* Records for this task:

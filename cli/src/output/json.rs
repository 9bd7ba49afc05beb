//! JSON output helpers.
//!
//! Every successful `--json` code path prints exactly one pretty-printed JSON
//! document on stdout. Errors that stop a command before it has a result
//! leave stdout empty and go to stderr like any other run.

use anyhow::{Context, Result};
use serde::Serialize;

use crate::domain::{BatchResult, MachineState, SchemaRegistry};

/// Renders domain types as JSON on stdout.
pub struct JsonRenderer;

impl JsonRenderer {
    fn print(value: &impl Serialize) -> Result<()> {
        println!(
            "{}",
            serde_json::to_string_pretty(value).context("JSON serialization failed")?
        );
        Ok(())
    }

    /// Render a finished batch.
    ///
    /// # Errors
    ///
    /// Returns an error if JSON serialization fails.
    pub fn render_batch_result(result: &BatchResult) -> Result<()> {
        Self::print(result)
    }

    /// Render a state query: `{"machine_id", "found", "state"}`.
    ///
    /// # Errors
    ///
    /// Returns an error if JSON serialization fails.
    pub fn render_state(machine_id: &str, state: &MachineState) -> Result<()> {
        Self::print(&state_document(machine_id, state))
    }

    /// Render the command catalog: `{"machine", "commands"}`.
    ///
    /// # Errors
    ///
    /// Returns an error if JSON serialization fails.
    pub fn render_catalog(registry: &SchemaRegistry) -> Result<()> {
        let commands: Vec<_> = registry.commands().collect();
        Self::print(&serde_json::json!({
            "machine": registry.machine(),
            "commands": commands,
        }))
    }
}

/// JSON document describing a state query result.
#[must_use]
pub fn state_document(machine_id: &str, state: &MachineState) -> serde_json::Value {
    serde_json::json!({
        "machine_id": machine_id,
        "found": !state.is_absent(),
        "state": state.record(),
    })
}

* The task: Tell how many lines of the data above hold the string "commands". Give only the number.

* Reply to the task: 3